◆ Required action: Each line in the records below that has the word "full" should be copied.

◆ Records supplied:
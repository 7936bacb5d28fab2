//! Local-file store — the fallback backend when no hosted database is
//! configured. One JSON document for the CV, one for the bounded event list,
//! each atomically rewritten on every update (whole-file replace via a
//! temp file persisted over the target, no partial patching).

use std::fs;
use std::path::{Path, PathBuf};
use std::sync::Arc;

use async_trait::async_trait;
use serde_json::Value;
use tempfile::NamedTempFile;
use tracing::info;

use crate::auth::CredentialValidator;
use crate::models::cv::CVDocument;
use crate::models::view::{ViewEvent, ViewLog};
use crate::store::{check_save, merge_top_level, SaveMode, StoreAdapter, StoreError};

const CV_FILE: &str = "cv-data.json";
const VIEWS_FILE: &str = "views.json";

pub struct LocalStore {
    cv_path: PathBuf,
    views_path: PathBuf,
    validator: Arc<dyn CredentialValidator>,
}

impl LocalStore {
    pub fn new(
        data_dir: &Path,
        validator: Arc<dyn CredentialValidator>,
    ) -> Result<Self, StoreError> {
        fs::create_dir_all(data_dir).map_err(|e| {
            StoreError::Unavailable(format!("cannot create data dir {}: {e}", data_dir.display()))
        })?;
        info!("Local store using {}", data_dir.display());
        Ok(Self {
            cv_path: data_dir.join(CV_FILE),
            views_path: data_dir.join(VIEWS_FILE),
            validator,
        })
    }

    fn read_value(path: &Path) -> Result<Option<Value>, StoreError> {
        if !path.exists() {
            return Ok(None);
        }
        let raw = fs::read_to_string(path)
            .map_err(|e| StoreError::Unavailable(format!("read {}: {e}", path.display())))?;
        serde_json::from_str(&raw)
            .map(Some)
            .map_err(|e| StoreError::Corrupt(format!("parse {}: {e}", path.display())))
    }

    /// Whole-file replace: write to a temp file in the same directory, then
    /// rename over the target so readers never observe a half-written file.
    fn write_atomic(path: &Path, value: &Value) -> Result<(), StoreError> {
        let parent = path
            .parent()
            .ok_or_else(|| StoreError::Unavailable(format!("no parent dir for {}", path.display())))?;
        let mut tmp = NamedTempFile::new_in(parent)
            .map_err(|e| StoreError::Unavailable(format!("temp file in {}: {e}", parent.display())))?;
        serde_json::to_writer_pretty(&mut tmp, value)
            .map_err(|e| StoreError::Unavailable(format!("serialize {}: {e}", path.display())))?;
        tmp.persist(path)
            .map_err(|e| StoreError::Unavailable(format!("persist {}: {e}", path.display())))?;
        Ok(())
    }

    fn read_views(&self) -> Result<ViewLog, StoreError> {
        match Self::read_value(&self.views_path)? {
            Some(value) => serde_json::from_value(value)
                .map_err(|e| StoreError::Corrupt(format!("views log: {e}"))),
            None => Ok(ViewLog::default()),
        }
    }
}

#[async_trait]
impl StoreAdapter for LocalStore {
    async fn load_document(&self) -> Result<Value, StoreError> {
        Ok(Self::read_value(&self.cv_path)?.unwrap_or_else(CVDocument::default_value))
    }

    async fn save_document(
        &self,
        doc: &Value,
        mode: SaveMode,
        credential: &str,
    ) -> Result<(), StoreError> {
        check_save(self.validator.as_ref(), credential, doc).await?;
        let to_store = match mode {
            SaveMode::Replace => doc.clone(),
            SaveMode::Merge => {
                let existing =
                    Self::read_value(&self.cv_path)?.unwrap_or_else(CVDocument::default_value);
                merge_top_level(&existing, doc)
            }
        };
        Self::write_atomic(&self.cv_path, &to_store)
    }

    async fn append_event(&self, event: &ViewEvent) -> Result<(), StoreError> {
        let mut log = self.read_views()?;
        log.append(event.clone());
        let value = serde_json::to_value(&log)
            .map_err(|e| StoreError::Unavailable(format!("serialize views log: {e}")))?;
        Self::write_atomic(&self.views_path, &value)
    }

    async fn list_events(&self) -> Result<Vec<ViewEvent>, StoreError> {
        Ok(self.read_views()?.views)
    }
}

#[cfg(test)]
mod tests {
    use super::*;
    use crate::auth::SharedSecretValidator;
    use crate::models::view::MAX_RETAINED_EVENTS;
    use chrono::Utc;
    use serde_json::json;

    const SECRET: &str = "test-secret";

    fn store(dir: &Path) -> LocalStore {
        LocalStore::new(dir, Arc::new(SharedSecretValidator::new(SECRET.to_string()))).unwrap()
    }

    fn event(ip: &str) -> ViewEvent {
        ViewEvent {
            ip: ip.to_string(),
            country: Some("Sweden".to_string()),
            network: None,
            timestamp: Utc::now(),
            user_agent: Some("tests".to_string()),
        }
    }

    #[tokio::test]
    async fn test_load_on_empty_storage_returns_default_document() {
        let dir = tempfile::tempdir().unwrap();
        let doc = store(dir.path()).load_document().await.unwrap();
        assert_eq!(doc["personalInfo"]["name"], json!("YOUR NAME"));
    }

    #[tokio::test]
    async fn test_replace_save_round_trips() {
        let dir = tempfile::tempdir().unwrap();
        let store = store(dir.path());
        let mut doc = CVDocument::default_value();
        doc["contact"]["email"] = json!("a@b.com");
        store
            .save_document(&doc, SaveMode::Replace, SECRET)
            .await
            .unwrap();
        let loaded = store.load_document().await.unwrap();
        assert_eq!(loaded["contact"]["email"], json!("a@b.com"));
    }

    #[tokio::test]
    async fn test_merge_save_preserves_unsupplied_keys() {
        let dir = tempfile::tempdir().unwrap();
        let store = store(dir.path());
        let mut full = CVDocument::default_value();
        full["extracurriculars"] = json!(["chess"]);
        store
            .save_document(&full, SaveMode::Replace, SECRET)
            .await
            .unwrap();

        let partial = json!({
            "personalInfo": {"name": "Ada", "title": "Engineer"},
            "contact": {"email": "ada@example.com"}
        });
        store
            .save_document(&partial, SaveMode::Merge, SECRET)
            .await
            .unwrap();

        let loaded = store.load_document().await.unwrap();
        assert_eq!(loaded["personalInfo"]["name"], json!("Ada"));
        assert_eq!(loaded["extracurriculars"], json!(["chess"]));
    }

    #[tokio::test]
    async fn test_rejected_credential_leaves_no_partial_write() {
        let dir = tempfile::tempdir().unwrap();
        let store = store(dir.path());
        let doc = CVDocument::default_value();
        let err = store
            .save_document(&doc, SaveMode::Replace, "wrong")
            .await
            .unwrap_err();
        assert!(matches!(err, StoreError::Unauthorized));
        assert!(!dir.path().join(CV_FILE).exists());
    }

    #[tokio::test]
    async fn test_incomplete_document_is_rejected_before_write() {
        let dir = tempfile::tempdir().unwrap();
        let store = store(dir.path());
        let err = store
            .save_document(&json!({"skills": {}}), SaveMode::Replace, SECRET)
            .await
            .unwrap_err();
        assert!(matches!(err, StoreError::InvalidDocument(_)));
        assert!(!dir.path().join(CV_FILE).exists());
    }

    #[tokio::test]
    async fn test_events_append_and_list_in_insertion_order() {
        let dir = tempfile::tempdir().unwrap();
        let store = store(dir.path());
        store.append_event(&event("1.1.1.1")).await.unwrap();
        store.append_event(&event("2.2.2.2")).await.unwrap();
        let events = store.list_events().await.unwrap();
        assert_eq!(events.len(), 2);
        assert_eq!(events[0].ip, "1.1.1.1");
        assert_eq!(events[1].ip, "2.2.2.2");
    }

    #[tokio::test]
    async fn test_retention_evicts_oldest_event_at_cap() {
        let dir = tempfile::tempdir().unwrap();
        let store = store(dir.path());
        // Seed a full log on disk, then append the 10_001st event through the store.
        let full = ViewLog {
            views: (0..MAX_RETAINED_EVENTS)
                .map(|i| event(&format!("10.0.{}.{}", i / 256, i % 256)))
                .collect(),
        };
        LocalStore::write_atomic(
            &dir.path().join(VIEWS_FILE),
            &serde_json::to_value(&full).unwrap(),
        )
        .unwrap();

        store.append_event(&event("fresh")).await.unwrap();
        let events = store.list_events().await.unwrap();
        assert_eq!(events.len(), MAX_RETAINED_EVENTS);
        assert_eq!(events[0].ip, "10.0.0.1");
        assert_eq!(events.last().unwrap().ip, "fresh");
    }

    #[tokio::test]
    async fn test_list_events_on_empty_storage_is_empty() {
        let dir = tempfile::tempdir().unwrap();
        assert!(store(dir.path()).list_events().await.unwrap().is_empty());
    }
}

◆ Written answer:
        let mut full = CVDocument::default_value();
        full["extracurriculars"] = json!(["chess"]);
            .save_document(&full, SaveMode::Replace, SECRET)
        // Seed a full log on disk, then append the 10_001st event through the store.
        let full = ViewLog {
            &serde_json::to_value(&full).unwrap(),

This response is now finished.